Malak’s life changed after bearing the responsibility alone, whether financially, psychologically, or morally, relying entirely on herself after her husband migrated to Germany, and taking on the responsibility of caring for the children and working at the same time, an ordeal not as easy as it seems, according to her.

A woman’s personality and psychology change completely when bearing full responsibility, turning her into an authoritative figure, according to social researcher Abdul Malik. The relationship between the woman and her husband also changes as she gets used to taking control for a long period, transitioning during that time to the financial, security, educational, and social coordinator for her children.

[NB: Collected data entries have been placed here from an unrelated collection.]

//! Repository for the `appointments` table.

use chrono::NaiveDate;
use consulta_core::types::DbId;
use sqlx::PgPool;

use crate::models::appointment::{
    Appointment, AppointmentWithOwner, CreateAppointment, UpdateAppointment,
};

/// Column list shared across queries to avoid repetition.
const COLUMNS: &str =
    "id, user_id, date, time_slot, reason, notes, reminder_sent, created_at, updated_at";

/// Columns for the owner-joined admin view.
const JOINED_COLUMNS: &str = "a.id, a.user_id, a.date, a.time_slot, a.reason, a.notes, \
     a.reminder_sent, a.created_at, a.updated_at, \
     u.name AS owner_name, u.email AS owner_email";

/// Provides CRUD operations and scheduling queries for appointments.
pub struct AppointmentRepo;

impl AppointmentRepo {
    /// Insert a new appointment for `user_id`, returning the created row.
    pub async fn create(
        pool: &PgPool,
        user_id: DbId,
        input: &CreateAppointment,
    ) -> Result<Appointment, sqlx::Error> {
        let query = format!(
            "INSERT INTO appointments (user_id, date, time_slot, reason, notes)
             VALUES ($1, $2, $3, $4, $5)
             RETURNING {COLUMNS}"
        );
        sqlx::query_as::<_, Appointment>(&query)
            .bind(user_id)
            .bind(input.date)
            .bind(&input.time_slot)
            .bind(&input.reason)
            .bind(&input.notes)
            .fetch_one(pool)
            .await
    }

    /// Find an appointment by internal ID.
    pub async fn find_by_id(pool: &PgPool, id: DbId) -> Result<Option<Appointment>, sqlx::Error> {
        let query = format!("SELECT {COLUMNS} FROM appointments WHERE id = $1");
        sqlx::query_as::<_, Appointment>(&query)
            .bind(id)
            .fetch_optional(pool)
            .await
    }

    /// List one user's appointments, soonest first.
    pub async fn list_by_user(pool: &PgPool, user_id: DbId) -> Result<Vec<Appointment>, sqlx::Error> {
        let query = format!(
            "SELECT {COLUMNS} FROM appointments
             WHERE user_id = $1
             ORDER BY date ASC, time_slot ASC"
        );
        sqlx::query_as::<_, Appointment>(&query)
            .bind(user_id)
            .fetch_all(pool)
            .await
    }

    /// List every appointment with owner details, soonest first (admin view).
    pub async fn list_all_with_owner(
        pool: &PgPool,
    ) -> Result<Vec<AppointmentWithOwner>, sqlx::Error> {
        let query = format!(
            "SELECT {JOINED_COLUMNS}
             FROM appointments a
             JOIN users u ON u.id = a.user_id
             ORDER BY a.date ASC, a.time_slot ASC"
        );
        sqlx::query_as::<_, AppointmentWithOwner>(&query)
            .fetch_all(pool)
            .await
    }

    /// Find one appointment with owner details (admin view).
    pub async fn find_by_id_with_owner(
        pool: &PgPool,
        id: DbId,
    ) -> Result<Option<AppointmentWithOwner>, sqlx::Error> {
        let query = format!(
            "SELECT {JOINED_COLUMNS}
             FROM appointments a
             JOIN users u ON u.id = a.user_id
             WHERE a.id = $1"
        );
        sqlx::query_as::<_, AppointmentWithOwner>(&query)
            .bind(id)
            .fetch_optional(pool)
            .await
    }

    /// The dates (one per appointment) booked inside `[from, to)`, feeding
    /// the available-dates view.
    pub async fn list_dates_between(
        pool: &PgPool,
        from: NaiveDate,
        to: NaiveDate,
    ) -> Result<Vec<NaiveDate>, sqlx::Error> {
        let rows: Vec<(NaiveDate,)> = sqlx::query_as(
            "SELECT date FROM appointments WHERE date >= $1 AND date < $2",
        )
        .bind(from)
        .bind(to)
        .fetch_all(pool)
        .await?;
        Ok(rows.into_iter().map(|(d,)| d).collect())
    }

    /// The time slots already booked on exactly `date`.
    pub async fn list_slots_on_date(
        pool: &PgPool,
        date: NaiveDate,
    ) -> Result<Vec<String>, sqlx::Error> {
        let rows: Vec<(String,)> =
            sqlx::query_as("SELECT time_slot FROM appointments WHERE date = $1")
                .bind(date)
                .fetch_all(pool)
                .await?;
        Ok(rows.into_iter().map(|(s,)| s).collect())
    }

    /// Update an appointment. Only non-`None` fields in `input` are applied.
    ///
    /// Returns `None` if no row with the given `id` exists.
    pub async fn update(
        pool: &PgPool,
        id: DbId,
        input: &UpdateAppointment,
    ) -> Result<Option<Appointment>, sqlx::Error> {
        let query = format!(
            "UPDATE appointments SET
                date = COALESCE($2, date),
                time_slot = COALESCE($3, time_slot),
                reason = COALESCE($4, reason),
                notes = COALESCE($5, notes),
                user_id = COALESCE($6, user_id)
             WHERE id = $1
             RETURNING {COLUMNS}"
        );
        sqlx::query_as::<_, Appointment>(&query)
            .bind(id)
            .bind(input.date)
            .bind(&input.time_slot)
            .bind(&input.reason)
            .bind(&input.notes)
            .bind(input.user_id)
            .fetch_optional(pool)
            .await
    }

    /// Delete an appointment. Returns `true` if a row was deleted.
    pub async fn delete(pool: &PgPool, id: DbId) -> Result<bool, sqlx::Error> {
        let result = sqlx::query("DELETE FROM appointments WHERE id = $1")
            .bind(id)
            .execute(pool)
            .await?;
        Ok(result.rows_affected() > 0)
    }

    // -----------------------------------------------------------------------
    // Reminder sweep
    // -----------------------------------------------------------------------

    /// Un-notified appointments on the sweep's due date.
    pub async fn list_due_for_reminder(
        pool: &PgPool,
        due_date: NaiveDate,
    ) -> Result<Vec<Appointment>, sqlx::Error> {
        let query = format!(
            "SELECT {COLUMNS} FROM appointments
             WHERE date = $1 AND reminder_sent = FALSE"
        );
        sqlx::query_as::<_, Appointment>(&query)
            .bind(due_date)
            .fetch_all(pool)
            .await
    }

    /// Flip `reminder_sent` to true. The flag is one-way by convention;
    /// nothing ever writes it back to false.
    pub async fn mark_reminder_sent(pool: &PgPool, id: DbId) -> Result<(), sqlx::Error> {
        sqlx::query("UPDATE appointments SET reminder_sent = TRUE WHERE id = $1")
            .bind(id)
            .execute(pool)
            .await?;
        Ok(())
    }

    // -----------------------------------------------------------------------
    // Dashboard statistics
    // -----------------------------------------------------------------------

    /// Number of appointments with `date` in `[from, to)`.
    pub async fn count_between(
        pool: &PgPool,
        from: NaiveDate,
        to: NaiveDate,
    ) -> Result<i64, sqlx::Error> {
        let (count,): (i64,) = sqlx::query_as(
            "SELECT COUNT(*) FROM appointments WHERE date >= $1 AND date < $2",
        )
        .bind(from)
        .bind(to)
        .fetch_one(pool)
        .await?;
        Ok(count)
    }

    /// The next appointment on or after `from`, with owner details.
    pub async fn next_from(
        pool: &PgPool,
        from: NaiveDate,
    ) -> Result<Option<AppointmentWithOwner>, sqlx::Error> {
        let query = format!(
            "SELECT {JOINED_COLUMNS}
             FROM appointments a
             JOIN users u ON u.id = a.user_id
             WHERE a.date >= $1
             ORDER BY a.date ASC, a.time_slot ASC
             LIMIT 1"
        );
        sqlx::query_as::<_, AppointmentWithOwner>(&query)
            .bind(from)
            .fetch_optional(pool)
            .await
    }

    /// Number of distinct users with at least one appointment.
    pub async fn count_distinct_patients(pool: &PgPool) -> Result<i64, sqlx::Error> {
        let (count,): (i64,) =
            sqlx::query_as("SELECT COUNT(DISTINCT user_id) FROM appointments")
                .fetch_one(pool)
                .await?;
        Ok(count)
    }
}
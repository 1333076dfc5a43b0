//! Well-known role name constants.
//!
//! These must match the CHECK constraint on `users.role` in the
//! `create_users_table` migration.

pub const ROLE_ADMIN: &str = "admin";
pub const ROLE_USER: &str = "user";
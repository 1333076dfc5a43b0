//! Shared helpers for HTTP-level integration tests.

use std::sync::Arc;

use axum::body::Body;
use axum::http::header::{AUTHORIZATION, CONTENT_TYPE};
use axum::http::{Request, Response};
use axum::Router;
use http_body_util::BodyExt;
use sqlx::PgPool;
use tower::ServiceExt;

use consulta_api::auth::jwt::{generate_access_token, JwtConfig};
use consulta_api::config::ServerConfig;
use consulta_api::router::build_app_router;
use consulta_api::state::AppState;
use consulta_mailer::Mailer;

/// Build a test `ServerConfig` with safe defaults.
///
/// Uses `http://localhost:5173` as CORS origin (matching the dev default),
/// a 30-second request timeout, and fixed test secrets.
pub fn test_config() -> ServerConfig {
    ServerConfig {
        host: "127.0.0.1".to_string(),
        port: 0,
        cors_origins: vec!["http://localhost:5173".to_string()],
        request_timeout_secs: 30,
        cron_secret: "test-cron-secret".to_string(),
        jwt: JwtConfig {
            secret: "test-jwt-secret".to_string(),
            expiry_hours: 6,
        },
    }
}

/// Build the full application router with all middleware layers, using the
/// given database pool and a disabled mailer.
///
/// This goes through [`build_app_router`] so integration tests exercise the
/// same middleware stack (CORS, request ID, timeout, tracing, panic
/// recovery) that production uses.
pub fn build_test_app(pool: PgPool) -> Router {
    let config = test_config();
    let state = AppState {
        pool,
        config: Arc::new(config.clone()),
        mailer: Arc::new(Mailer::disabled()),
    };
    build_app_router(state, &config)
}

/// Sign an access token for the given user with the test JWT secret.
pub fn test_token(user_id: i64, role: &str) -> String {
    generate_access_token(user_id, role, &test_config().jwt).expect("token generation")
}

// ---------------------------------------------------------------------------
// Request helpers
// ---------------------------------------------------------------------------

/// Send a GET request to the app.
pub async fn get(app: Router, uri: &str) -> Response<Body> {
    let request = Request::builder()
        .uri(uri)
        .body(Body::empty())
        .expect("request build");
    app.oneshot(request).await.expect("request send")
}

/// Send a GET request with a bearer token.
pub async fn get_auth(app: Router, uri: &str, token: &str) -> Response<Body> {
    let request = Request::builder()
        .uri(uri)
        .header(AUTHORIZATION, format!("Bearer {token}"))
        .body(Body::empty())
        .expect("request build");
    app.oneshot(request).await.expect("request send")
}

/// Send a JSON request with the given method, without authentication.
pub async fn send_json(
    app: Router,
    method: &str,
    uri: &str,
    body: serde_json::Value,
) -> Response<Body> {
    let request = Request::builder()
        .method(method)
        .uri(uri)
        .header(CONTENT_TYPE, "application/json")
        .body(Body::from(body.to_string()))
        .expect("request build");
    app.oneshot(request).await.expect("request send")
}

/// Send a POST with a JSON body, without authentication.
pub async fn post_json(app: Router, uri: &str, body: serde_json::Value) -> Response<Body> {
    send_json(app, "POST", uri, body).await
}

/// Send a JSON request with the given method and a bearer token.
pub async fn send_json_auth(
    app: Router,
    method: &str,
    uri: &str,
    token: &str,
    body: serde_json::Value,
) -> Response<Body> {
    let request = Request::builder()
        .method(method)
        .uri(uri)
        .header(CONTENT_TYPE, "application/json")
        .header(AUTHORIZATION, format!("Bearer {token}"))
        .body(Body::from(body.to_string()))
        .expect("request build");
    app.oneshot(request).await.expect("request send")
}

/// Send a POST with a JSON body and a bearer token.
pub async fn post_json_auth(
    app: Router,
    uri: &str,
    token: &str,
    body: serde_json::Value,
) -> Response<Body> {
    send_json_auth(app, "POST", uri, token, body).await
}

/// Send a DELETE with a bearer token.
pub async fn delete_auth(app: Router, uri: &str, token: &str) -> Response<Body> {
    let request = Request::builder()
        .method("DELETE")
        .uri(uri)
        .header(AUTHORIZATION, format!("Bearer {token}"))
        .body(Body::empty())
        .expect("request build");
    app.oneshot(request).await.expect("request send")
}

/// Collect a response body into a JSON value.
pub async fn body_json(response: Response<Body>) -> serde_json::Value {
    let bytes = response
        .into_body()
        .collect()
        .await
        .expect("body collect")
        .to_bytes();
    serde_json::from_slice(&bytes).expect("body is valid JSON")
}
use std::net::SocketAddr;
use std::sync::Arc;
use std::time::Duration;

use tracing_subscriber::{layer::SubscriberExt, util::SubscriberInitExt};

use consulta_api::config::ServerConfig;
use consulta_api::router::build_app_router;
use consulta_api::{background, state};
use consulta_mailer::Mailer;

use state::AppState;

#[tokio::main]
async fn main() {
    dotenvy::dotenv().ok();

    // --- Tracing ---
    tracing_subscriber::registry()
        .with(
            tracing_subscriber::EnvFilter::try_from_default_env()
                .unwrap_or_else(|_| "consulta_api=debug,tower_http=debug".into()),
        )
        .with(tracing_subscriber::fmt::layer())
        .init();

    // --- Configuration ---
    let config = ServerConfig::from_env();
    tracing::info!(host = %config.host, port = %config.port, "Loaded server configuration");

    // --- Database ---
    let database_url = std::env::var("DATABASE_URL").expect("DATABASE_URL must be set");

    let pool = consulta_db::create_pool(&database_url)
        .await
        .expect("Failed to connect to database");
    tracing::info!("Database connection pool created");

    consulta_db::health_check(&pool)
        .await
        .expect("Database health check failed");
    tracing::info!("Database health check passed");

    consulta_db::run_migrations(&pool)
        .await
        .expect("Failed to run database migrations");
    tracing::info!("Database migrations applied");

    // --- Mailer ---
    let mailer = Arc::new(Mailer::from_env().expect("Failed to configure SMTP mailer"));
    if mailer.is_enabled() {
        tracing::info!("SMTP mailer configured");
    } else {
        tracing::warn!("SMTP_HOST not set, emails will be logged instead of sent");
    }

    // --- Reminder sweep ---
    let sweep_cancel = tokio_util::sync::CancellationToken::new();
    let sweep_handle = tokio::spawn(background::reminders::run(
        pool.clone(),
        Arc::clone(&mailer),
        sweep_cancel.clone(),
    ));

    // --- App state ---
    let state = AppState {
        pool,
        config: Arc::new(config.clone()),
        mailer,
    };

    // --- Router ---
    let app = build_app_router(state, &config);

    // --- Start server ---
    let addr = SocketAddr::new(
        config.host.parse().expect("Invalid HOST address"),
        config.port,
    );
    tracing::info!(%addr, "Starting server");

    let listener = tokio::net::TcpListener::bind(addr)
        .await
        .expect("Failed to bind to address");

    axum::serve(listener, app)
        .with_graceful_shutdown(shutdown_signal())
        .await
        .expect("Server error");

    // --- Post-shutdown cleanup ---
    tracing::info!("Server stopped accepting connections, cleaning up");

    sweep_cancel.cancel();
    let _ = tokio::time::timeout(Duration::from_secs(5), sweep_handle).await;
    tracing::info!("Reminder sweep stopped");

    tracing::info!("Graceful shutdown complete");
}

/// Wait for a termination signal to initiate graceful shutdown.
///
/// Handles both SIGINT (Ctrl-C) and SIGTERM (on Unix) so the server
/// shuts down cleanly whether stopped interactively or by a process
/// manager (e.g. systemd, Docker, Kubernetes).
async fn shutdown_signal() {
    let ctrl_c = async {
        tokio::signal::ctrl_c()
            .await
            .expect("Failed to install Ctrl-C handler");
    };

    #[cfg(unix)]
    let terminate = async {
        tokio::signal::unix::signal(tokio::signal::unix::SignalKind::terminate())
            .expect("Failed to install SIGTERM handler")
            .recv()
            .await;
    };

    #[cfg(not(unix))]
    let terminate = std::future::pending::<()>();

    tokio::select! {
        () = ctrl_c => {
            tracing::info!("Received SIGINT (Ctrl-C), starting graceful shutdown");
        }
        () = terminate => {
            tracing::info!("Received SIGTERM, starting graceful shutdown");
        }
    }
}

Abdul Malik continued that it is difficult for a woman to revert to previous roles when the man returns and takes control again.

Refugee mothers and coping patterns

Mothers who bear the responsibility alone face many daily challenges, from financial, psychological, and emotional burdens to difficulties faced by children in the absence of one parent, lacking the full support and care they need.

A woman bearing responsibility in the absence of a man, whether due to travel, work, or other circumstances, is a draining and pivotal challenge in her life, according to the book “Refugees: About the Adaptation of Refugee Mothers in Istanbul”.

Under these circumstances, the woman finds herself alone facing economic, social, and psychological pressures, forced to take on the tasks of providing and fulfilling the family’s basic needs.

The challenges fall into three main patterns: the productive adaptation pattern, the aid-dependence adaptation pattern, and the negative adaptation pattern, which includes accepting the circumstances without active change. These patterns affect the refugee’s capability to positively or negatively adapt, according to the book “Adaptation of Refugee Mothers in Istanbul”.

There are three types of factors according to the book, the first related to gender, the second to the refugee herself, while the third pertains to the context of refuge related to livelihoods.

A woman’s ability to adapt is affected by various factors, including dealing with daily challenges, interacting with the surrounding community, and the general economic and social conditions.